Look through the material below and count the lines that hold "UnsynchronizedCrossPe". Give that number by itself.
##############################
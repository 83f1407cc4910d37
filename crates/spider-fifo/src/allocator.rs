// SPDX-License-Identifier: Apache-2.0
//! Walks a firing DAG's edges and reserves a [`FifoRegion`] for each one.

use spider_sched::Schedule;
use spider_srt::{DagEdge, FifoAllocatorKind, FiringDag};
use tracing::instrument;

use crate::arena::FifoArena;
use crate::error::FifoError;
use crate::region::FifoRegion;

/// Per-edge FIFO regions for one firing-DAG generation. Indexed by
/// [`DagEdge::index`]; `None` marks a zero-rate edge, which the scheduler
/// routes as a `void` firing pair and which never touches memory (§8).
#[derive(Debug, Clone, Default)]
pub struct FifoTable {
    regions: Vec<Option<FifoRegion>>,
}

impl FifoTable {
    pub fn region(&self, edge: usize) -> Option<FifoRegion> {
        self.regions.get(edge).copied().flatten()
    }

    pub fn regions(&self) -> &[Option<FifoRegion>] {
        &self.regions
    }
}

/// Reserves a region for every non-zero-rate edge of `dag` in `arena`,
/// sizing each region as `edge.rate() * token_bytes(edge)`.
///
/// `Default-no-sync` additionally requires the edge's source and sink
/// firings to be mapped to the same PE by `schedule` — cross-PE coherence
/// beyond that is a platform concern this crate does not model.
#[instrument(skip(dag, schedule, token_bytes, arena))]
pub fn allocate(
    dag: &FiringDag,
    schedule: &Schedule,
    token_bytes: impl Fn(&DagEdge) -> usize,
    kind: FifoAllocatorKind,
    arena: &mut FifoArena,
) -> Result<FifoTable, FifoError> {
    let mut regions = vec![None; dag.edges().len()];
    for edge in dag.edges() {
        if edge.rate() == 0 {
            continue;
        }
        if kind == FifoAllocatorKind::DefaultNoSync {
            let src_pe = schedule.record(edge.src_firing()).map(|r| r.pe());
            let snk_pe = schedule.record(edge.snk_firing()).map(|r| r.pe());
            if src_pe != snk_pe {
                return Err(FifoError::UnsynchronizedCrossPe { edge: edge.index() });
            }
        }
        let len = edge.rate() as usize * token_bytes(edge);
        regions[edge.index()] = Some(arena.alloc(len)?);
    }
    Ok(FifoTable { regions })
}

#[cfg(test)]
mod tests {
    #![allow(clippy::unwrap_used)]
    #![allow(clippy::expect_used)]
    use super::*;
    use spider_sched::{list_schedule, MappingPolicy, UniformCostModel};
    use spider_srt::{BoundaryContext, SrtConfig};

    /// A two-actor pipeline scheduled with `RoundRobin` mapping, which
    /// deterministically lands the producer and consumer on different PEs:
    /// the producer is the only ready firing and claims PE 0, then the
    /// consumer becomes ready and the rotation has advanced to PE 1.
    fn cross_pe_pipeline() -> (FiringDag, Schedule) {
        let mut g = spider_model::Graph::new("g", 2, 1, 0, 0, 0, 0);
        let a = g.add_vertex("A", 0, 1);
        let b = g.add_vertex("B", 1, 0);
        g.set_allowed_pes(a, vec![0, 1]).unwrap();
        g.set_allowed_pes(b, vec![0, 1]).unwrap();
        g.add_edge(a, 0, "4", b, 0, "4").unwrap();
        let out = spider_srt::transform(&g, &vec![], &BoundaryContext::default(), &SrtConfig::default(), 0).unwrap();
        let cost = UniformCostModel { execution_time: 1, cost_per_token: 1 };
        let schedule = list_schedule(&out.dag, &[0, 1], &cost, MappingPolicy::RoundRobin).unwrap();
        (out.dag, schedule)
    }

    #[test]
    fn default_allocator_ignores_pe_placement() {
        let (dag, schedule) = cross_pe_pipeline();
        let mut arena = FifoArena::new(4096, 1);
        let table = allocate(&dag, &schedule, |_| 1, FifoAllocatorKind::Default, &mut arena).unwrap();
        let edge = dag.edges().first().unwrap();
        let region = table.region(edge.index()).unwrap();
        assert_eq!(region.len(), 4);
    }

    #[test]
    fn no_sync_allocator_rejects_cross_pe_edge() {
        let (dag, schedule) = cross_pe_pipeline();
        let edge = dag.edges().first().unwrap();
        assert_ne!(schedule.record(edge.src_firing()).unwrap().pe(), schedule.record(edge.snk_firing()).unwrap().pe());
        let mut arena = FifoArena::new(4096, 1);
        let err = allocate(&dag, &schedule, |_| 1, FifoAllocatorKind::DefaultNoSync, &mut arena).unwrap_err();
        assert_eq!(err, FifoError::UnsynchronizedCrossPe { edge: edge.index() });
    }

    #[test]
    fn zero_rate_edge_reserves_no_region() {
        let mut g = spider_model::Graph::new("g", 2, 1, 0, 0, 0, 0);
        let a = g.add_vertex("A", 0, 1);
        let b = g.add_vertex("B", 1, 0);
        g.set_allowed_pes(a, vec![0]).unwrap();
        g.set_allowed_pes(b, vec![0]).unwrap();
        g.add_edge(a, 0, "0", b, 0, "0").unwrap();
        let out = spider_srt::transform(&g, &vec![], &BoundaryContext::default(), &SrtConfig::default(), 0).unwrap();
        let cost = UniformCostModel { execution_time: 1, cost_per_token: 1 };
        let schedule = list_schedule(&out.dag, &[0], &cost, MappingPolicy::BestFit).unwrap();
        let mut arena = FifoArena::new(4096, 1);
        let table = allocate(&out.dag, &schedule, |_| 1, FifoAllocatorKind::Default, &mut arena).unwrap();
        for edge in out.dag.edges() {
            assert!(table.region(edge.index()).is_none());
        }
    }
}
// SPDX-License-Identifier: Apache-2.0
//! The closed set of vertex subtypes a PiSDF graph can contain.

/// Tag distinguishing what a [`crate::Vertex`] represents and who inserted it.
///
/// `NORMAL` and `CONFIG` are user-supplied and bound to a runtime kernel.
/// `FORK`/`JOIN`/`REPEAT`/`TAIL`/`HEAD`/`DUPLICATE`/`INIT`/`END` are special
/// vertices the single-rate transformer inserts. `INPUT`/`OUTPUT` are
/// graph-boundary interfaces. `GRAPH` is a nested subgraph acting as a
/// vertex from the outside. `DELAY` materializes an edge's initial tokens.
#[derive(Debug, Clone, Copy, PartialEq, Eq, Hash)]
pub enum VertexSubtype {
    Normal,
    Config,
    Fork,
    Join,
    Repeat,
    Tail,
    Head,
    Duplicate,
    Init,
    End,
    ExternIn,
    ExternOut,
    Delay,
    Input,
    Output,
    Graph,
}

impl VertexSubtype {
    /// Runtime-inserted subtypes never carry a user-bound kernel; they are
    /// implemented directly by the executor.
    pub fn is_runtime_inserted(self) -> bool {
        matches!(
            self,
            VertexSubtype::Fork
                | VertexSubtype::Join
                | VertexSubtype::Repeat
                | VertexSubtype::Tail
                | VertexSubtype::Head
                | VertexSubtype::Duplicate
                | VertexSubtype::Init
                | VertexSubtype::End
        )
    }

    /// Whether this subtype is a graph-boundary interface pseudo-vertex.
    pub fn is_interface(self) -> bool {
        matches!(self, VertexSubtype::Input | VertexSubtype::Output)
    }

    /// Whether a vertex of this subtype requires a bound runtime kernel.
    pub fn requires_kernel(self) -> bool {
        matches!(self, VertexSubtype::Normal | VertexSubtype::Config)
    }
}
##############################
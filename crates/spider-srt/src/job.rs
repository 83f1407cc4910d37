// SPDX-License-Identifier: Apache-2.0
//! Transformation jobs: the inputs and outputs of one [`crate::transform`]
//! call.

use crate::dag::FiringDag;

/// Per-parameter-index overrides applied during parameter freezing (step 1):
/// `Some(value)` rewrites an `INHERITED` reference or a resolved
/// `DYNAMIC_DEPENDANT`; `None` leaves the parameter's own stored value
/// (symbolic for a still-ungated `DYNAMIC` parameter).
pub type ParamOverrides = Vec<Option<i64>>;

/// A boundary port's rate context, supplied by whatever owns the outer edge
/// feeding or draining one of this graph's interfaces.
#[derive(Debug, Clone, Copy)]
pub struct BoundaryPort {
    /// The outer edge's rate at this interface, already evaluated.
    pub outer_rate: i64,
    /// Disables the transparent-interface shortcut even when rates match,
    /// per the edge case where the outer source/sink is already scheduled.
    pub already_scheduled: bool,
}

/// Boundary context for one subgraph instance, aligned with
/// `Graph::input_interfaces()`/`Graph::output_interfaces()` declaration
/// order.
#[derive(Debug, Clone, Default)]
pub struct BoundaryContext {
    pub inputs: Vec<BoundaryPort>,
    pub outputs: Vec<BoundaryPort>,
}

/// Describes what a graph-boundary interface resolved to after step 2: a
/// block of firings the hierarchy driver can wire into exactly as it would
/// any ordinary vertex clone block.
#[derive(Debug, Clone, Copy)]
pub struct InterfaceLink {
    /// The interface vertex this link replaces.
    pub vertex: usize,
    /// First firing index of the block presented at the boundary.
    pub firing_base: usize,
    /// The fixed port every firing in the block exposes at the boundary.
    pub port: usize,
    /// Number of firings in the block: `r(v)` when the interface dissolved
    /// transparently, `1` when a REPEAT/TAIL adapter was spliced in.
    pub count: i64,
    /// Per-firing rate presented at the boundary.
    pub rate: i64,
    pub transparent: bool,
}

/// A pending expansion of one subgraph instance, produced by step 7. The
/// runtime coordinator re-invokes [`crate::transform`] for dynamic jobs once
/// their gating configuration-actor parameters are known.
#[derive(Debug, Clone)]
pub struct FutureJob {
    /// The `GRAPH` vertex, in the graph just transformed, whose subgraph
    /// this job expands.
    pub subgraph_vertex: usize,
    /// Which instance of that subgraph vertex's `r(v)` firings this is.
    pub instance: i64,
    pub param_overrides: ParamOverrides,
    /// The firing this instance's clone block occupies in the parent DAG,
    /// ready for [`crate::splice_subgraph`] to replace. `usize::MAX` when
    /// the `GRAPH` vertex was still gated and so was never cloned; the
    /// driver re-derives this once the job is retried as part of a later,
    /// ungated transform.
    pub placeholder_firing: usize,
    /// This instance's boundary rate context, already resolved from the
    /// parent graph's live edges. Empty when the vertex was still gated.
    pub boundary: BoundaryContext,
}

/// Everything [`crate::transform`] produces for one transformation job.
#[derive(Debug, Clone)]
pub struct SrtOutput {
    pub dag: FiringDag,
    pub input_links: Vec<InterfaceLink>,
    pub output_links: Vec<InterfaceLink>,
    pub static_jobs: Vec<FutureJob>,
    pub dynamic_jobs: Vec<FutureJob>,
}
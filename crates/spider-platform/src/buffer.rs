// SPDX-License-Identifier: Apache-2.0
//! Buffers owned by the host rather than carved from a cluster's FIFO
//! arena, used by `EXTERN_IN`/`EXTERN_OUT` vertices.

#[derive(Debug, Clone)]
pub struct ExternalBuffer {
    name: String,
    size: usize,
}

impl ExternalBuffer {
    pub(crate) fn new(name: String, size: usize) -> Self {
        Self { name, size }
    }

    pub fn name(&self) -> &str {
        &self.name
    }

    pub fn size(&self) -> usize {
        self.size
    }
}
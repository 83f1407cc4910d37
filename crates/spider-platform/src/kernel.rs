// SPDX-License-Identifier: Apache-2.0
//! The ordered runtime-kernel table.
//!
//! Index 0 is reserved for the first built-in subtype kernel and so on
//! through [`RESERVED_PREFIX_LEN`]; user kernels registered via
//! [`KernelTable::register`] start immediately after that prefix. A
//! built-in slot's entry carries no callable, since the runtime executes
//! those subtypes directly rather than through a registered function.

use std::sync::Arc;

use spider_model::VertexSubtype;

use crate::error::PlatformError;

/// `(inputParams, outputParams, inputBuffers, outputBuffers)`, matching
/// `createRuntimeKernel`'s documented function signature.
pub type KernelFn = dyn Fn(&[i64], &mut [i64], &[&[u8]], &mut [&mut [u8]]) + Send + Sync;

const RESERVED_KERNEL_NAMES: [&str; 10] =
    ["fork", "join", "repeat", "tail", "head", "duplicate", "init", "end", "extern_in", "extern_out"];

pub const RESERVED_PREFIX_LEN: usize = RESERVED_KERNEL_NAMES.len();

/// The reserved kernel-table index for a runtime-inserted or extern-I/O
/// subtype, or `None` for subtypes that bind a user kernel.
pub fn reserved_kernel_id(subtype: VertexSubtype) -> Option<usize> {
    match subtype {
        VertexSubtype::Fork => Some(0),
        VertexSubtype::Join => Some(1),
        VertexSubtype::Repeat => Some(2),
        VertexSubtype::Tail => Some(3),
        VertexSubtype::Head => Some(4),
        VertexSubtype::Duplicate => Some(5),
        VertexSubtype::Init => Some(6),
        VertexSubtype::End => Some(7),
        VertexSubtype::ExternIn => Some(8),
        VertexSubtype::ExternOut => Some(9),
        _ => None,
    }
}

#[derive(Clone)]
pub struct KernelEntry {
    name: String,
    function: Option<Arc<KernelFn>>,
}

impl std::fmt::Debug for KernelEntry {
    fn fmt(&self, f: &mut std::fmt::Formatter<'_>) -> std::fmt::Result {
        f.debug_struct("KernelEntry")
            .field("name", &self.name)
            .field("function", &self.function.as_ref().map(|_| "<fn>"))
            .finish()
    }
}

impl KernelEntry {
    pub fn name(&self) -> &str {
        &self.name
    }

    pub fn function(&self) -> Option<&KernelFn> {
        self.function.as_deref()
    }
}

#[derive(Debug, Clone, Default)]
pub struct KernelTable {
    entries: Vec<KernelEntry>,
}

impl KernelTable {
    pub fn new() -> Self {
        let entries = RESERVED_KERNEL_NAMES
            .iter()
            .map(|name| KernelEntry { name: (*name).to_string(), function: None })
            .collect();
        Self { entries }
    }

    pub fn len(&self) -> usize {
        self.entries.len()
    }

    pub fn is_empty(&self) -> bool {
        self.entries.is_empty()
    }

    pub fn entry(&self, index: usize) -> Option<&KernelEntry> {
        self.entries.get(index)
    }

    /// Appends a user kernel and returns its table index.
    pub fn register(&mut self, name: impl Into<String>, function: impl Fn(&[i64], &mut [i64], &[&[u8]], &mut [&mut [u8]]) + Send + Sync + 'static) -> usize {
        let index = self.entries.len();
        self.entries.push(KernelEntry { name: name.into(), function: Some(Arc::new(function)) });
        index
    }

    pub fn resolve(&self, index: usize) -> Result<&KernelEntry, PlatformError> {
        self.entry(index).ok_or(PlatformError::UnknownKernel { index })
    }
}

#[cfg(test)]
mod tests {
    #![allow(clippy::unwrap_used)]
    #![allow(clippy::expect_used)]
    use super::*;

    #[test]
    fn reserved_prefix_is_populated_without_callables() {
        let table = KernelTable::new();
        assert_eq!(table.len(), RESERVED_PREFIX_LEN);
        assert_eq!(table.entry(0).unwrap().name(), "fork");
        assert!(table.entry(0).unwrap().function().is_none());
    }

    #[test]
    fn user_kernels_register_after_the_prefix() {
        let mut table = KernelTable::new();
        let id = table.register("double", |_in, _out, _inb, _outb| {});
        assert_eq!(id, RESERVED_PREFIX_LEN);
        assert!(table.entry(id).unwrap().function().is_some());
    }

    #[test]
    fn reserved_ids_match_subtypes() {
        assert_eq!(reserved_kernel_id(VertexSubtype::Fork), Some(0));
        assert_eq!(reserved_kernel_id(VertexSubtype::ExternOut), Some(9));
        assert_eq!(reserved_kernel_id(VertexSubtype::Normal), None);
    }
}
##############################
[Solution for this exercise]: 2